[PROBLEM STATEMENT]
Filter the entries below, keeping every line that has the word "static".

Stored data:
# # # # # # #

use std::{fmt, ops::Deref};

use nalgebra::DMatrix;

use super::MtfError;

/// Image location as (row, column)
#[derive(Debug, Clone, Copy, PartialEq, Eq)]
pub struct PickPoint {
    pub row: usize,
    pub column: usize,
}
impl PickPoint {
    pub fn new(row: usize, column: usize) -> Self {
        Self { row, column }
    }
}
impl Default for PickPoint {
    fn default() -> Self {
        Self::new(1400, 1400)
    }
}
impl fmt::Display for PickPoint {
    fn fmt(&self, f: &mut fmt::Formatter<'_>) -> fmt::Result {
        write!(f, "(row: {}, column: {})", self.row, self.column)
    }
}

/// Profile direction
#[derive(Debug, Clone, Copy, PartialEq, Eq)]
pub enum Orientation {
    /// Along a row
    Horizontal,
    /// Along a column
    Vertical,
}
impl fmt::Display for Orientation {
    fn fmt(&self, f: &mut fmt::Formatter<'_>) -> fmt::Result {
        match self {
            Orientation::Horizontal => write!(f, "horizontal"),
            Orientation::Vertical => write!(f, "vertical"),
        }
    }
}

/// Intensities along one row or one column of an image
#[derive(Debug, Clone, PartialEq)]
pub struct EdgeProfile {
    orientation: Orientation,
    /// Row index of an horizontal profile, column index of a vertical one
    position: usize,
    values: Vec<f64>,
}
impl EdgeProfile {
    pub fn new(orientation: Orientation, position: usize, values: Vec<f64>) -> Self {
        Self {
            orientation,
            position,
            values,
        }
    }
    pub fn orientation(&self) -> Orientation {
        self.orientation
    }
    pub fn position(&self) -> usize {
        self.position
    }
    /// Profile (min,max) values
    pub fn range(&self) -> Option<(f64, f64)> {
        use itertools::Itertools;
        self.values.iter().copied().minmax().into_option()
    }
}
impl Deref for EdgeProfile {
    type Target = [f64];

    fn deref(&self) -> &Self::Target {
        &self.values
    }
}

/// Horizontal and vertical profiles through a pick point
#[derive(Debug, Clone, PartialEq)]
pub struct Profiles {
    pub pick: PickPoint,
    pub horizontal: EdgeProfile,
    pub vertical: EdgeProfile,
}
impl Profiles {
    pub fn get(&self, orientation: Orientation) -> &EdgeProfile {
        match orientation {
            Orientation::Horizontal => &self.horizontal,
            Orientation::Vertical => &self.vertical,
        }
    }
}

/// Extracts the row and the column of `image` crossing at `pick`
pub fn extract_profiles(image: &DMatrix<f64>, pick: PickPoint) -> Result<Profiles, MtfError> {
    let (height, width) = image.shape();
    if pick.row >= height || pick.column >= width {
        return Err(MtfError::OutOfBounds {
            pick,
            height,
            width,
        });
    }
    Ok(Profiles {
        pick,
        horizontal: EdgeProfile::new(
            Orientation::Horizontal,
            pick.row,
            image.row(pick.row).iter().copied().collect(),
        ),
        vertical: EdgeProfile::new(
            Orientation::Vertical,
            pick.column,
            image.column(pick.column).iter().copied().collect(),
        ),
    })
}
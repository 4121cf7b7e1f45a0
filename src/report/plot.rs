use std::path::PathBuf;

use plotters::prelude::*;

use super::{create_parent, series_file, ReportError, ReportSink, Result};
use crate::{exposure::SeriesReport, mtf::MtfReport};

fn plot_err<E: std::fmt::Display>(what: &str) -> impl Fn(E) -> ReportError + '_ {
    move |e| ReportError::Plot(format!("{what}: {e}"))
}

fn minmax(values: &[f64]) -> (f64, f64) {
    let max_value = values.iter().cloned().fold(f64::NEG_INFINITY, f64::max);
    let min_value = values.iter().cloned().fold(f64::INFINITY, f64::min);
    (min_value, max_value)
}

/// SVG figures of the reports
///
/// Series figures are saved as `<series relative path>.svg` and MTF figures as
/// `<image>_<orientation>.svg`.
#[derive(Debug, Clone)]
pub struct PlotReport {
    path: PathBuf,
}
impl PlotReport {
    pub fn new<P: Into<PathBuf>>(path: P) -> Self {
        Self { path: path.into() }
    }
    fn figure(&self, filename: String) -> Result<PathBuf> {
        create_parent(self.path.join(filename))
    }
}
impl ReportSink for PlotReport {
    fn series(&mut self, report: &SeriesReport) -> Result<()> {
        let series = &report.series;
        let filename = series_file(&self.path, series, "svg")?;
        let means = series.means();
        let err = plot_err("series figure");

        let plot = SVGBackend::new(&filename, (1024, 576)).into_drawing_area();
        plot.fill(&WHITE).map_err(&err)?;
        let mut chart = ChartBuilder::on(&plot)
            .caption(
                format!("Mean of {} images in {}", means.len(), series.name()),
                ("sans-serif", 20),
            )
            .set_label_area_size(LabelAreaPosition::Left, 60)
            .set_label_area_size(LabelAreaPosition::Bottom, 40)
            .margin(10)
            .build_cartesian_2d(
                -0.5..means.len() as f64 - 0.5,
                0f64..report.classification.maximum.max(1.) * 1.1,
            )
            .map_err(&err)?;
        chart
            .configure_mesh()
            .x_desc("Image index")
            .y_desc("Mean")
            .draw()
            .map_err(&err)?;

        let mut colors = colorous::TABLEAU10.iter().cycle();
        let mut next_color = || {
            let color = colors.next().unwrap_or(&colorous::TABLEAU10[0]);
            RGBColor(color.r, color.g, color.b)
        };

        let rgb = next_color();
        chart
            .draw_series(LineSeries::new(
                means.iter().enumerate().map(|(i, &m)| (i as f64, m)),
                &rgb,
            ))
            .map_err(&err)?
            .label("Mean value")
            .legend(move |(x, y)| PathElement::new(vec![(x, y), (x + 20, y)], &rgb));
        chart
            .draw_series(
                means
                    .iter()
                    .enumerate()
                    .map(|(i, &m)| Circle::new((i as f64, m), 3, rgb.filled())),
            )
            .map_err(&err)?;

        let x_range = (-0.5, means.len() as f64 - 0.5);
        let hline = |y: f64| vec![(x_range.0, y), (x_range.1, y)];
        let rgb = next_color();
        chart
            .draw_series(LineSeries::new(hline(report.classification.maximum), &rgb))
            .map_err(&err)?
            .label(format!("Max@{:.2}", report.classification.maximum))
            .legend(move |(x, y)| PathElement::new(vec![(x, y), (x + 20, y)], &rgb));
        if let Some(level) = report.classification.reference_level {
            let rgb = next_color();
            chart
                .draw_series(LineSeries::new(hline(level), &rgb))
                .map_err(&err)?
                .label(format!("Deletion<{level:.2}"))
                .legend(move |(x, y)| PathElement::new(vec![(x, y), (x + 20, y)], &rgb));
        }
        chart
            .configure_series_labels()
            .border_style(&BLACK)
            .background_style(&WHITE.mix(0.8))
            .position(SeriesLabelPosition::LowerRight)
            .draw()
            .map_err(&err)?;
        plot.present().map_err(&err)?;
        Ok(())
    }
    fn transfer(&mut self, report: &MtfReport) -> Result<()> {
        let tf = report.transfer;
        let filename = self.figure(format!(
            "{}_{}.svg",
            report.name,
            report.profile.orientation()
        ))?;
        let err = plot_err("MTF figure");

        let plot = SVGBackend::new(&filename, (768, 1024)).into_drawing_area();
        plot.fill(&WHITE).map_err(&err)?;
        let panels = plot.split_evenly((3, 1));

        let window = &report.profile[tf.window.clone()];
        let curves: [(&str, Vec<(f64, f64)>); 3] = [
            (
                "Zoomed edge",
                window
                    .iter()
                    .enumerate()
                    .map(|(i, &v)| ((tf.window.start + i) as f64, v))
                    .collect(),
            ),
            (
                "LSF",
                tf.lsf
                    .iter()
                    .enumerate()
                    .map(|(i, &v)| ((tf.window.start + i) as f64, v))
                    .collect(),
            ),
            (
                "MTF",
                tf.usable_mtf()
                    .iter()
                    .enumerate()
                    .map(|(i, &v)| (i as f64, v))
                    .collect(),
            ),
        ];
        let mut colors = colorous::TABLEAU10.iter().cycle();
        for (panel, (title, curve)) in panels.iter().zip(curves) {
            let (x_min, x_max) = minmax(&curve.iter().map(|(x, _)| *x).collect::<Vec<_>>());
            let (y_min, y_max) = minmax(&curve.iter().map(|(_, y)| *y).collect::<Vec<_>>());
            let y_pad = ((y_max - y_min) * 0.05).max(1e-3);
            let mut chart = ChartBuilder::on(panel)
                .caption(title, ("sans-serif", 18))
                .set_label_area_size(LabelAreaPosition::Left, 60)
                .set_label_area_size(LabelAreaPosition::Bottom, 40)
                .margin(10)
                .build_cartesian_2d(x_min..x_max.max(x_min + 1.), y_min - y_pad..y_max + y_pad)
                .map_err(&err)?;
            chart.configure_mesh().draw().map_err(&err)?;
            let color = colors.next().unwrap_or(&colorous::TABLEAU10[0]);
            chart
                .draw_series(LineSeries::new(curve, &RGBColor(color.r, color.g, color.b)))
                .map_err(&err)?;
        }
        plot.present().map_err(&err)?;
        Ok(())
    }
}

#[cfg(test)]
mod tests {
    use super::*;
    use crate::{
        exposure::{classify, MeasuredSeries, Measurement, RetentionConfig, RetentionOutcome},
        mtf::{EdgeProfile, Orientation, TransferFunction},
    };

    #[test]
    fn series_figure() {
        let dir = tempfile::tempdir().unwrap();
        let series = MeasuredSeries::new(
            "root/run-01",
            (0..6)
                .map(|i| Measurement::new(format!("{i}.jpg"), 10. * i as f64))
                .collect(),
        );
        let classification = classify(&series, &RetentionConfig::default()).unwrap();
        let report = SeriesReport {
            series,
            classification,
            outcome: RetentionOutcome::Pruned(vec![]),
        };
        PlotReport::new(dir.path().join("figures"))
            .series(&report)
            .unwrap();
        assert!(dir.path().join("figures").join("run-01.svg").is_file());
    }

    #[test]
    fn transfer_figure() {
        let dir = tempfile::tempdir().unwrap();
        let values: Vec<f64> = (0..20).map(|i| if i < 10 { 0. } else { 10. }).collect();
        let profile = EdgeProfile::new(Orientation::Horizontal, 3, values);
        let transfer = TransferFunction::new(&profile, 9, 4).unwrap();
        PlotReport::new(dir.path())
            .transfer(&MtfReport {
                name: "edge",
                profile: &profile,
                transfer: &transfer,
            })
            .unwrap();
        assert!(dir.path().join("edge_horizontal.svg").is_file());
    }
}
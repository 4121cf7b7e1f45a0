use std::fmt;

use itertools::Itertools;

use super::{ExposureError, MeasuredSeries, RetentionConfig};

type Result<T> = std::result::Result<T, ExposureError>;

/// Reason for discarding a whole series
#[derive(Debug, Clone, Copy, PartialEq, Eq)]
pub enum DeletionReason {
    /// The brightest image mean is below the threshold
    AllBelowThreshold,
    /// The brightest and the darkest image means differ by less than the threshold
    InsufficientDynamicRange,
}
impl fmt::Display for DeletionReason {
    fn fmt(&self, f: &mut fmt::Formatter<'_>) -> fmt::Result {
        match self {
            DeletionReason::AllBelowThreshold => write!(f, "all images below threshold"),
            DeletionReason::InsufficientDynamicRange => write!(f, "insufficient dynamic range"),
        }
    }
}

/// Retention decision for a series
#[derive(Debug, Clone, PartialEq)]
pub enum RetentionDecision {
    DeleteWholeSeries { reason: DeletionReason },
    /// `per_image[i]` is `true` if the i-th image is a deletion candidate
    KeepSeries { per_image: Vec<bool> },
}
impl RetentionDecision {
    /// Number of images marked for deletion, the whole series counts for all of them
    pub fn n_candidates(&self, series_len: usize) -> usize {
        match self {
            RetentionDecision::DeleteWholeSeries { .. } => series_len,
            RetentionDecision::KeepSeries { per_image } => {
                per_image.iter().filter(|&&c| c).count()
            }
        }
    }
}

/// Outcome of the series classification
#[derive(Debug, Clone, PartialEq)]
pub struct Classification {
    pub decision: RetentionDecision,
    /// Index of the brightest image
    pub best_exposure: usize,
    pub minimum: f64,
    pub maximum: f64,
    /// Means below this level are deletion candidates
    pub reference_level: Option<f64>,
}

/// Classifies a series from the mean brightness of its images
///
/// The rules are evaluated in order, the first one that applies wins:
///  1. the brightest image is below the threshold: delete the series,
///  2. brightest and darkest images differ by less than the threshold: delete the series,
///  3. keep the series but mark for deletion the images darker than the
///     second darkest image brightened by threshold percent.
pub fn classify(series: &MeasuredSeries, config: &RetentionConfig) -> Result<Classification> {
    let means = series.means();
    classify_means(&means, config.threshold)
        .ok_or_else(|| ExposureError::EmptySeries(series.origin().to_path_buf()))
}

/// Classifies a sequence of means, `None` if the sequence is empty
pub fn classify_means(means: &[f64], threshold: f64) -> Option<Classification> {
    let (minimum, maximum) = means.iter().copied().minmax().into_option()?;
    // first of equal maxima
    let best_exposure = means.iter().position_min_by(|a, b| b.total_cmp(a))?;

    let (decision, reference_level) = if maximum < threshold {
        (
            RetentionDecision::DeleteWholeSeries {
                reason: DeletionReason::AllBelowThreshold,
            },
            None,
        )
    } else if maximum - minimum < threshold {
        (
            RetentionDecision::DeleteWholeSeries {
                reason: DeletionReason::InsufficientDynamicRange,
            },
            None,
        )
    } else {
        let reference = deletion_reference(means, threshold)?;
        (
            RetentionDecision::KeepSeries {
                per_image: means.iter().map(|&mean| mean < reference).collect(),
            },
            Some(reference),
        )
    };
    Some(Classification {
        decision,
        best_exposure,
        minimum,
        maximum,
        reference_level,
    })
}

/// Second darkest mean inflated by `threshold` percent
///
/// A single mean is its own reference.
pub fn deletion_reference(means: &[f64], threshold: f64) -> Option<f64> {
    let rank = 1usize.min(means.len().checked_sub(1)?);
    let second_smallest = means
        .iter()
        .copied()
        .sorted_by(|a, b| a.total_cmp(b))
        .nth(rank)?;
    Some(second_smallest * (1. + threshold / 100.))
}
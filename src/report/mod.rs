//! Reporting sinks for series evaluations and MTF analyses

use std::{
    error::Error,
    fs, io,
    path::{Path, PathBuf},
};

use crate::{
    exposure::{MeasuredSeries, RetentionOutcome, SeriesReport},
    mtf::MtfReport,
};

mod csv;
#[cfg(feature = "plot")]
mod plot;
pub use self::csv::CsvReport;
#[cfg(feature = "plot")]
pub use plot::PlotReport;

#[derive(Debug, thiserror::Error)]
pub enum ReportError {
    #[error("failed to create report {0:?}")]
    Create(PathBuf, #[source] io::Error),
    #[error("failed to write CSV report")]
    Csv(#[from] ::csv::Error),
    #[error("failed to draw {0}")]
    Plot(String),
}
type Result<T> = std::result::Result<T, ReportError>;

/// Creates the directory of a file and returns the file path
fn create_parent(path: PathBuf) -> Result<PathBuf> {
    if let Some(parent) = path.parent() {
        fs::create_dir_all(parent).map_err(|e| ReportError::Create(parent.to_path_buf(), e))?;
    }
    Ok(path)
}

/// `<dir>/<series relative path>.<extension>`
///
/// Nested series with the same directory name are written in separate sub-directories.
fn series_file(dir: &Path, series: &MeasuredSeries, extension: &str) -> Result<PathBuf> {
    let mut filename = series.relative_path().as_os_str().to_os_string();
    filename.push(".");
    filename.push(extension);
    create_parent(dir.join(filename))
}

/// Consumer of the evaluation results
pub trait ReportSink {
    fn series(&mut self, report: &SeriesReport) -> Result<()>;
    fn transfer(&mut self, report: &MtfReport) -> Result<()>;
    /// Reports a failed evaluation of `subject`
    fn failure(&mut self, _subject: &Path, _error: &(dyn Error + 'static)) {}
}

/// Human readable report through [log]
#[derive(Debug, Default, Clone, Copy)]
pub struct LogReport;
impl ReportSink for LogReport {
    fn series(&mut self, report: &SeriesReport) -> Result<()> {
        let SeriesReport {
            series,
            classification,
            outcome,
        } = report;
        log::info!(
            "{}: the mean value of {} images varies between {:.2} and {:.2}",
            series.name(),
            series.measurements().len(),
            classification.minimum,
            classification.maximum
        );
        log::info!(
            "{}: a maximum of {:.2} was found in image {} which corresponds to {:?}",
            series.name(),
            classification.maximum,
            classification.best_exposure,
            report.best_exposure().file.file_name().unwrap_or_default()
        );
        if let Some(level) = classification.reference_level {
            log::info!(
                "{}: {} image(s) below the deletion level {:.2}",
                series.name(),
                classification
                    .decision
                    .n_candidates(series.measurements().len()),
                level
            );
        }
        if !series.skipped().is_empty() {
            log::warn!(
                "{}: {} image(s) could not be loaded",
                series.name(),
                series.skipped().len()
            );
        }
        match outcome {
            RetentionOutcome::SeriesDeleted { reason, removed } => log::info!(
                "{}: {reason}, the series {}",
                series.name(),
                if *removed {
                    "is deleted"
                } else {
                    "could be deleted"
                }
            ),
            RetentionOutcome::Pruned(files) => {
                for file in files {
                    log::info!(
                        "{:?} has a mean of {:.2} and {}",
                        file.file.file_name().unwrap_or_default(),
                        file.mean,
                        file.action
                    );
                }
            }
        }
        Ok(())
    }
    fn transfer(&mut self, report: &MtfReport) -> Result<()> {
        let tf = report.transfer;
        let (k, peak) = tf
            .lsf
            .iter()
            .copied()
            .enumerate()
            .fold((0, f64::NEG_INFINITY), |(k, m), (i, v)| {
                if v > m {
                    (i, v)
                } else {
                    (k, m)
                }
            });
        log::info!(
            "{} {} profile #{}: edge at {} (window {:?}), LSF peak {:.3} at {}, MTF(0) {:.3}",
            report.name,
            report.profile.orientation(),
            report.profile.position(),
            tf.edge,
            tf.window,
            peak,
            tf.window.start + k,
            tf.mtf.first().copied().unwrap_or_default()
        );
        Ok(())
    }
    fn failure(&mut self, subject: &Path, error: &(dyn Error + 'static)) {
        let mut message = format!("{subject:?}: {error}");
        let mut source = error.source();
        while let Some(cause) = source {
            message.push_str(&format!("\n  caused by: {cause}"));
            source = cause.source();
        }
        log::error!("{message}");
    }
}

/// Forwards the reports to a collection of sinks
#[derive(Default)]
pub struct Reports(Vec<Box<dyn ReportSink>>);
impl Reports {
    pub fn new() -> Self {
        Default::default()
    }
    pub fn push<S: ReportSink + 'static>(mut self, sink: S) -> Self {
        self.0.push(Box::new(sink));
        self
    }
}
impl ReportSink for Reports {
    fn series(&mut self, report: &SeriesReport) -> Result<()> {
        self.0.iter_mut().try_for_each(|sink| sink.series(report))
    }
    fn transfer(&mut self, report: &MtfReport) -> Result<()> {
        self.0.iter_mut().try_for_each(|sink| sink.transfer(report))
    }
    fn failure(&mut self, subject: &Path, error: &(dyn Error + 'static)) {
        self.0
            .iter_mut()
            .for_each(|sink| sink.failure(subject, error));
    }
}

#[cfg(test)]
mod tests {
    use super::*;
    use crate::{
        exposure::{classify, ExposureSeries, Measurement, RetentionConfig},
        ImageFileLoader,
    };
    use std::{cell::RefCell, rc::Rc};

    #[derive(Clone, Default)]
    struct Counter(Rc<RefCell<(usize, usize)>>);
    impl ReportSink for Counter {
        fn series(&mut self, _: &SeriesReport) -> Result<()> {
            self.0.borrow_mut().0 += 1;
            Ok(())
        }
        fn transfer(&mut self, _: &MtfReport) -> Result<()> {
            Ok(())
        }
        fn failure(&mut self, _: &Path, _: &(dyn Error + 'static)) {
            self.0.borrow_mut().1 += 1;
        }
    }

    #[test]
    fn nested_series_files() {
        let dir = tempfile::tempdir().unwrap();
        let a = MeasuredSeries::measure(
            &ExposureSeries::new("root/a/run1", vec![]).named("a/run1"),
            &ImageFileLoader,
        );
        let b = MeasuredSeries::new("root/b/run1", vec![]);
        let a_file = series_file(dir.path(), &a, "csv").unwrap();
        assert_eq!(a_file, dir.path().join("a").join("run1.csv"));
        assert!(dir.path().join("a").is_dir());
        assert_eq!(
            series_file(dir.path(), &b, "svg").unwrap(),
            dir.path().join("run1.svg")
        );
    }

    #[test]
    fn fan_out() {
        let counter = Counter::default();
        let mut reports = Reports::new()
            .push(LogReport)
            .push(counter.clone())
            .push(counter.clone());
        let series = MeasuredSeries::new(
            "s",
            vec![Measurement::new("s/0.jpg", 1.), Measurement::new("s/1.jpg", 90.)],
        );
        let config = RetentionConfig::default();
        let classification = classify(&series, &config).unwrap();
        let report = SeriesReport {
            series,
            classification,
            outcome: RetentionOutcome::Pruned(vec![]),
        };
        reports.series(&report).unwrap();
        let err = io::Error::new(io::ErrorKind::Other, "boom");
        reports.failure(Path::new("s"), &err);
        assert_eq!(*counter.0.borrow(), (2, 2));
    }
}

# # # # # # #

[FINISHED EXERCISE]
    fn failure(&mut self, _subject: &Path, _error: &(dyn Error + 'static)) {}
    fn failure(&mut self, subject: &Path, error: &(dyn Error + 'static)) {
    pub fn push<S: ReportSink + 'static>(mut self, sink: S) -> Self {
    fn failure(&mut self, subject: &Path, error: &(dyn Error + 'static)) {
        fn failure(&mut self, _: &Path, _: &(dyn Error + 'static)) {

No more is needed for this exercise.